(Stored data entries)
//! TM registers and their roles in the SNL calling convention.

use std::fmt;

use num_enum::{IntoPrimitive, TryFromPrimitive};

/// Number of machine registers.
pub const REGISTER_COUNT: usize = 8;

/// The eight TM registers.
///
/// The code generator assigns each a fixed role; only `Pc` has meaning to
/// the machine itself.
#[derive(Debug, Clone, Copy, PartialEq, Eq, Hash, IntoPrimitive, TryFromPrimitive)]
#[repr(u8)]
pub enum Register {
    /// Primary accumulator.
    Ac = 0,
    /// Secondary accumulator (left operand of binary operators).
    Ac1,
    /// Scratch (saved lvalue address).
    Ac2,
    /// Base of the temporary area, the top of data memory.
    Mp,
    /// Base of the current frame's display block.
    DisplayOff,
    /// First free word above the current frame.
    Top,
    /// Base of the current frame.
    Sp,
    /// Program counter.
    Pc,
}

impl Register {
    /// Register number as used in the instruction encoding.
    #[inline]
    pub fn index(self) -> usize {
        u8::from(self) as usize
    }
}

impl fmt::Display for Register {
    fn fmt(&self, f: &mut fmt::Formatter<'_>) -> fmt::Result {
        write!(f, "{}", self.index())
    }
}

- _Work to be completed_: In the entries above, which lines hold the word "machine"? Copy them out.

- _Finished task_:
/// Number of machine registers.
/// the machine itself.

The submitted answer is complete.